As we continue to see the frequency and dollar amount of shock claims escalating, we know our contract is the foundation to providing the right protection to our policyholders. It also provides a comfort level to our producers by demonstrating that HM honors our commitments. Here are the four key ways an HM contract works to protect your clients and your reputation:
- Uses Language Clients Understand – Our contract is clearly written and designed to be easy to follow. It effectively presents the details of the program so that clients can understand the policy easily. We spell out our financial commitment, and the care we take in addressing each detail reflects the value we place on building strong relationships through appropriate communication.

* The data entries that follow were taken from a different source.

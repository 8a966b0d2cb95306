//! SSZ Static Generator
//!
//! Writes `ssz_static` conformance vectors to disk.
//!
//! - **Generation**: see [`ssz_static_core`] for catalogs, modes and encoding
//! - **Layout**: [`paths`] maps a case to its directory and part files
//! - **Emission**: [`writer`] writes cases in parallel and reports the run

pub mod paths;
pub mod writer;

pub use writer::{CaseOutcome, CaseWriter};
//! ssz-static-gen: generator CLI for SSZ static conformance vectors
//!
//! ## Commands
//!
//! - **generate**: write every case of the settings table to an output directory
//! - **list-types**: list the record types of a fork's catalog
//! - **case**: produce one case and print its value, bytes and root
//!
//! ## Example Usage
//!
//! ```bash
//! # Full run into ./vectors
//! ssz-static-gen generate --output ./vectors
//!
//! # Only the minimal preset of altair, overwriting existing cases
//! ssz-static-gen generate -o ./vectors --fork altair --preset minimal --force
//!
//! # Inspect one case
//! ssz-static-gen case --fork phase0 --type Checkpoint --mode max
//! ```

use anyhow::Result;
use clap::{Parser, Subcommand};

mod gen_cli;

use gen_cli::{case::CaseCmd, generate::GenerateCmd, list_types::ListTypesCmd};

#[derive(Parser)]
#[command(
    name = "ssz-static-gen",
    author,
    version,
    about = "SSZ static conformance vector generator",
    long_about = "Generates deterministic ssz_static test vectors (value, serialized bytes \
                  and hash_tree_root) for every consensus record type of each fork."
)]
struct Cli {
    #[command(subcommand)]
    command: Commands,

    /// Output as JSON instead of human-readable format
    #[arg(long, global = true)]
    json: bool,

    /// Verbose output
    #[arg(long, short, global = true)]
    verbose: bool,
}

#[derive(Subcommand)]
enum Commands {
    /// Generate and write test vectors
    Generate(GenerateCmd),

    /// List the record types of a fork
    ListTypes(ListTypesCmd),

    /// Produce a single case and print it
    Case(CaseCmd),
}

fn main() -> Result<()> {
    let Cli {
        command,
        json,
        verbose,
    } = Cli::parse();

    match command {
        Commands::Generate(cmd) => cmd.execute(json, verbose),
        Commands::ListTypes(cmd) => cmd.execute(json),
        Commands::Case(cmd) => cmd.execute(json, verbose),
    }
}
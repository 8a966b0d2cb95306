//! Size presets and the configuration context built from them.
//!
//! A preset fixes the declared bounds (vector lengths, list limits) that the
//! type catalog bakes into its descriptors. Presets are resolved by name and
//! may be adjusted by a JSON override file; the result is an immutable
//! [`ConfigContext`] handed explicitly to catalog construction.

use std::path::Path;

use anyhow::{anyhow, Context, Result};
use serde::{Deserialize, Serialize};

use crate::descriptor::DescriptorError;

pub const MINIMAL: &str = "minimal";
pub const MAINNET: &str = "mainnet";

/// Names of the built-in presets.
pub const PRESET_NAMES: [&str; 2] = [MINIMAL, MAINNET];

/// Largest value any preset constant may take (`VALIDATOR_REGISTRY_LIMIT` on mainnet).
pub const MAX_PRESET_VALUE: u64 = 1 << 40;

/// Size constants referenced by the phase0 and altair record definitions.
#[derive(Debug, Clone, PartialEq, Eq, Serialize, Deserialize)]
#[serde(rename_all = "SCREAMING_SNAKE_CASE", deny_unknown_fields)]
pub struct Preset {
    // Phase 0
    pub max_validators_per_committee: u64,
    pub slots_per_epoch: u64,
    pub epochs_per_eth1_voting_period: u64,
    pub slots_per_historical_root: u64,
    pub epochs_per_historical_vector: u64,
    pub epochs_per_slashings_vector: u64,
    pub historical_roots_limit: u64,
    pub validator_registry_limit: u64,
    pub max_proposer_slashings: u64,
    pub max_attester_slashings: u64,
    pub max_attestations: u64,
    pub max_deposits: u64,
    pub max_voluntary_exits: u64,
    pub deposit_contract_tree_depth: u64,
    pub justification_bits_length: u64,
    // Altair
    pub sync_committee_size: u64,
    pub sync_committee_subnet_count: u64,
}

impl Preset {
    pub fn mainnet() -> Self {
        Self {
            max_validators_per_committee: 2048,
            slots_per_epoch: 32,
            epochs_per_eth1_voting_period: 64,
            slots_per_historical_root: 8192,
            epochs_per_historical_vector: 65536,
            epochs_per_slashings_vector: 8192,
            historical_roots_limit: 1 << 24,
            validator_registry_limit: 1 << 40,
            max_proposer_slashings: 16,
            max_attester_slashings: 2,
            max_attestations: 128,
            max_deposits: 16,
            max_voluntary_exits: 16,
            deposit_contract_tree_depth: 32,
            justification_bits_length: 4,
            sync_committee_size: 512,
            sync_committee_subnet_count: 4,
        }
    }

    pub fn minimal() -> Self {
        Self {
            slots_per_epoch: 8,
            epochs_per_eth1_voting_period: 4,
            slots_per_historical_root: 64,
            epochs_per_historical_vector: 64,
            epochs_per_slashings_vector: 64,
            sync_committee_size: 32,
            ..Self::mainnet()
        }
    }

    /// Resolve a built-in preset by name.
    pub fn by_name(name: &str) -> Result<Self> {
        match name {
            MINIMAL => Ok(Self::minimal()),
            MAINNET => Ok(Self::mainnet()),
            other => Err(anyhow!(
                "Unknown preset '{}' (expected one of: {})",
                other,
                PRESET_NAMES.join(", ")
            )),
        }
    }

    /// Apply a partial override object (`{"SLOTS_PER_EPOCH": 4, ...}`).
    ///
    /// Unknown keys are rejected so a typo cannot silently fall back to the
    /// built-in value.
    pub fn with_overrides(&self, overrides: &serde_json::Value) -> Result<Self> {
        let overrides = overrides
            .as_object()
            .ok_or_else(|| anyhow!("Preset overrides must be a JSON object"))?;
        let mut merged = serde_json::to_value(self)?;
        let fields = merged
            .as_object_mut()
            .ok_or_else(|| anyhow!("Preset did not serialize to an object"))?;
        for (key, value) in overrides {
            if !fields.contains_key(key) {
                return Err(anyhow!("Unknown preset constant '{}'", key));
            }
            fields.insert(key.clone(), value.clone());
        }
        let preset: Preset =
            serde_json::from_value(merged).map_err(|e| anyhow!("Invalid preset override: {}", e))?;
        preset.check_bounds()?;
        Ok(preset)
    }

    /// Check every constant is in `1..=MAX_PRESET_VALUE`.
    pub fn check_bounds(&self) -> Result<(), DescriptorError> {
        let fields = match serde_json::to_value(self) {
            Ok(serde_json::Value::Object(fields)) => fields,
            _ => return Ok(()),
        };
        for (key, value) in fields {
            let in_range = value
                .as_u64()
                .is_some_and(|n| (1..=MAX_PRESET_VALUE).contains(&n));
            if !in_range {
                return Err(DescriptorError {
                    path: format!("preset.{}", key),
                    reason: format!("{} is outside 1..={}", value, MAX_PRESET_VALUE),
                });
            }
        }
        Ok(())
    }
}

/// Immutable configuration a catalog is built from.
#[derive(Debug, Clone, PartialEq, Eq)]
pub struct ConfigContext {
    pub preset_name: String,
    pub preset: Preset,
}

impl ConfigContext {
    pub fn new(preset_name: impl Into<String>, preset: Preset) -> Self {
        Self {
            preset_name: preset_name.into(),
            preset,
        }
    }

    /// Resolve a built-in preset without overrides.
    pub fn builtin(preset_name: &str) -> Result<Self> {
        Ok(Self::new(preset_name, Preset::by_name(preset_name)?))
    }

    /// Resolve `preset_name`, applying `<configs_path>/<preset_name>.json` if present.
    pub fn load(preset_name: &str, configs_path: Option<&Path>) -> Result<Self> {
        let mut preset = Preset::by_name(preset_name)?;
        if let Some(dir) = configs_path {
            let file = dir.join(format!("{}.json", preset_name));
            if file.exists() {
                let text = std::fs::read_to_string(&file)
                    .with_context(|| format!("Failed to read preset file {}", file.display()))?;
                let overrides: serde_json::Value = serde_json::from_str(&text)
                    .with_context(|| format!("Failed to parse preset file {}", file.display()))?;
                preset = preset
                    .with_overrides(&overrides)
                    .with_context(|| format!("In preset file {}", file.display()))?;
            }
        }
        Ok(Self::new(preset_name, preset))
    }
}

#[cfg(test)]
mod tests {
    use super::*;
    use tempfile::TempDir;

    #[test]
    fn test_minimal_differs_from_mainnet() {
        let minimal = Preset::minimal();
        let mainnet = Preset::mainnet();
        assert_eq!(minimal.slots_per_epoch, 8);
        assert_eq!(mainnet.slots_per_epoch, 32);
        assert_eq!(minimal.validator_registry_limit, mainnet.validator_registry_limit);
    }

    #[test]
    fn test_unknown_preset() {
        let err = Preset::by_name("testnet").unwrap_err();
        assert!(err.to_string().contains("Unknown preset 'testnet'"));
    }

    #[test]
    fn test_overrides_apply() {
        let preset = Preset::minimal()
            .with_overrides(&serde_json::json!({ "SLOTS_PER_EPOCH": 4 }))
            .unwrap();
        assert_eq!(preset.slots_per_epoch, 4);
        assert_eq!(preset.max_deposits, 16);
    }

    #[test]
    fn test_overrides_reject_unknown_keys() {
        let err = Preset::minimal()
            .with_overrides(&serde_json::json!({ "SLOTS_PER_EPOH": 4 }))
            .unwrap_err();
        assert!(err.to_string().contains("SLOTS_PER_EPOH"));
    }

    #[test]
    fn test_builtin_presets_in_bounds() {
        assert!(Preset::minimal().check_bounds().is_ok());
        assert!(Preset::mainnet().check_bounds().is_ok());
    }

    #[test]
    fn test_load_rejects_out_of_range_override() -> Result<()> {
        let dir = TempDir::new()?;
        std::fs::write(
            dir.path().join("minimal.json"),
            r#"{"DEPOSIT_CONTRACT_TREE_DEPTH": 18446744073709551615}"#,
        )?;

        let err = ConfigContext::load(MINIMAL, Some(dir.path())).unwrap_err();
        let message = format!("{:#}", err);
        assert!(message.contains("minimal.json"), "{}", message);
        assert!(message.contains("preset.DEPOSIT_CONTRACT_TREE_DEPTH"), "{}", message);

        let zero = Preset::minimal().with_overrides(&serde_json::json!({ "MAX_DEPOSITS": 0 }));
        assert!(zero.is_err());
        Ok(())
    }

    #[test]
    fn test_load_from_configs_path() -> Result<()> {
        let dir = TempDir::new()?;
        std::fs::write(
            dir.path().join("minimal.json"),
            r#"{"SYNC_COMMITTEE_SIZE": 16}"#,
        )?;

        let ctx = ConfigContext::load(MINIMAL, Some(dir.path()))?;
        assert_eq!(ctx.preset.sync_committee_size, 16);

        // No file for mainnet: built-in values.
        let ctx = ConfigContext::load(MAINNET, Some(dir.path()))?;
        assert_eq!(ctx.preset, Preset::mainnet());
        Ok(())
    }
}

- Mirrors the Underlying Plan – Our policy provisions allow the Stop Loss coverage to mirror the underlying health plan. This helps to eliminate gaps in coverage and protects plan assets by limiting the group’s liability. (What this really means is that we are looking out for each group’s best interest by helping to ensure they aren’t responsible for a multi-million dollar expense caused by a gap in coverage.) Self-funded employers need to understand that if definitions, provisions and/or eligibility rules differ between their underlying plan and their Stop Loss contract, it can result in claim reductions or denials that can cost them more – and we think that is a bad way to do business, so we work to prevent that from the start.

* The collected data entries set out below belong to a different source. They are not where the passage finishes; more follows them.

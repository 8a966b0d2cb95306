use assert_cmd::Command;
use predicates::prelude::*;
use std::path::Path;
use tempfile::TempDir;

fn cli() -> Command {
    #[allow(deprecated)]
    Command::cargo_bin("ssz-static-gen").unwrap()
}

fn read_json(path: &Path) -> serde_json::Value {
    let content = std::fs::read_to_string(path).unwrap();
    serde_json::from_str(&content).unwrap()
}

fn count_case_dirs(suite_dir: &Path) -> usize {
    std::fs::read_dir(suite_dir)
        .map(|entries| entries.filter_map(|e| e.ok()).count())
        .unwrap_or(0)
}

#[test]
fn test_generate_writes_layout() {
    let temp_dir = TempDir::new().unwrap();
    let report_path = temp_dir.path().join("report.json");

    cli()
        .args(["generate", "--fork", "phase0", "--preset", "minimal", "--count", "2"])
        .arg("--output")
        .arg(temp_dir.path().join("out"))
        .arg("--report")
        .arg(&report_path)
        .assert()
        .success()
        .stdout(predicate::str::contains("Generated"));

    let handler = temp_dir.path().join("out/minimal/phase0/ssz_static/Checkpoint");
    for fixed in ["ssz_zero", "ssz_max", "ssz_nil", "ssz_one"] {
        assert_eq!(count_case_dirs(&handler.join(fixed)), 1, "{}", fixed);
    }
    for changing in ["ssz_random", "ssz_lengthy", "ssz_random_chaos"] {
        assert_eq!(count_case_dirs(&handler.join(changing)), 2, "{}", changing);
    }
    // mainnet rows are filtered out
    assert!(!temp_dir.path().join("out/mainnet").exists());

    let case = handler.join("ssz_max/case_0");
    assert_eq!(
        std::fs::read(case.join("serialized.ssz")).unwrap(),
        vec![0xffu8; 40]
    );
    let value = read_json(&case.join("value.json"));
    assert_eq!(value["epoch"], serde_json::json!(u64::MAX));
    assert_eq!(value["root"], format!("0x{}", "ff".repeat(32)));
    let roots = read_json(&case.join("roots.json"));
    assert!(roots["root"].as_str().unwrap().starts_with("0x"));

    let report = read_json(&report_path);
    assert_eq!(report["providers"].as_array().unwrap().len(), 7);
    // altair is filtered by fork, mainnet by preset
    assert_eq!(report["skipped_providers"].as_array().unwrap().len(), 9);
}

#[test]
fn test_generate_is_deterministic_and_skips_existing() {
    let first = TempDir::new().unwrap();
    let second = TempDir::new().unwrap();
    let args = ["generate", "--fork", "altair", "--preset", "minimal", "--count", "1"];

    for dir in [&first, &second] {
        cli().args(args).arg("-o").arg(dir.path()).assert().success();
    }
    let relative = "minimal/altair/ssz_static/SyncAggregate/ssz_random_chaos/case_0/serialized.ssz";
    assert_eq!(
        std::fs::read(first.path().join(relative)).unwrap(),
        std::fs::read(second.path().join(relative)).unwrap()
    );

    let output = cli()
        .args(args)
        .arg("-o")
        .arg(first.path())
        .arg("--json")
        .output()
        .unwrap();
    assert!(output.status.success());
    let report: serde_json::Value = serde_json::from_slice(&output.stdout).unwrap();
    let providers = report["providers"].as_array().unwrap();
    assert!(providers.iter().all(|p| p["cases_written"] == 0));
    assert!(providers.iter().all(|p| p["cases_skipped"].as_u64().unwrap() > 0));
}

#[test]
fn test_generate_rejects_unknown_fork() {
    let temp_dir = TempDir::new().unwrap();
    cli()
        .args(["generate", "--fork", "bellatrix"])
        .arg("-o")
        .arg(temp_dir.path())
        .assert()
        .failure()
        .stderr(predicate::str::contains("bellatrix"));
}

#[test]
fn test_list_types_json() {
    let output = cli()
        .args(["list-types", "--fork", "altair", "--json"])
        .output()
        .unwrap();
    assert!(output.status.success());

    let entries: serde_json::Value = serde_json::from_slice(&output.stdout).unwrap();
    let names: Vec<&str> = entries
        .as_array()
        .unwrap()
        .iter()
        .map(|e| e["name"].as_str().unwrap())
        .collect();
    assert!(names.contains(&"SyncCommittee"));
    assert!(names.contains(&"BeaconState"));
    let mut sorted = names.clone();
    sorted.sort();
    assert_eq!(names, sorted);
}

#[test]
fn test_case_command() {
    let output = cli()
        .args(["case", "--type", "Checkpoint", "--mode", "zero", "--json"])
        .output()
        .unwrap();
    assert!(output.status.success());

    let case: serde_json::Value = serde_json::from_slice(&output.stdout).unwrap();
    assert_eq!(case["suite"], "ssz_zero");
    assert_eq!(case["serialized"], format!("0x{}", "00".repeat(40)));
    assert_eq!(case["value"]["epoch"], 0);
}

#[test]
fn test_case_command_unknown_type() {
    cli()
        .args(["case", "--type", "SyncCommittee", "--fork", "phase0"])
        .assert()
        .failure()
        .stderr(predicate::str::contains("not in the phase0 catalog"));
}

- Aligns with Legislative Requirements – Whether it’s regarding the regulations brought about by the Affordable Care Act or potential legislation of the future, we stay on top of the mandates and governmental requirements that impact our industry and our coverage. We are engaged and aware, and our clients can count on our efforts to ensure that all provisions are followed and detailed.
- Offers Administrative Ease and Choices –We offer clients features and options designed to make it easier to administer their plans and do business with us. Our streamlined contract has limited exclusions and helps to ease clients away from the fear of “gotchas.” This is a policy they can trust. It contains riders that easily depict the options available to meet the needs of their individual circumstances.
When we are partnering with producers and protecting our mutual clients, we know that the quality of our contract reflects the core of our commitment. It details obligations and sets expectations. And since our clients count on us to guard their financial health in a challenging health care environment, we attentively work to ensure that our contract – our word – serves as the mainstay for protection.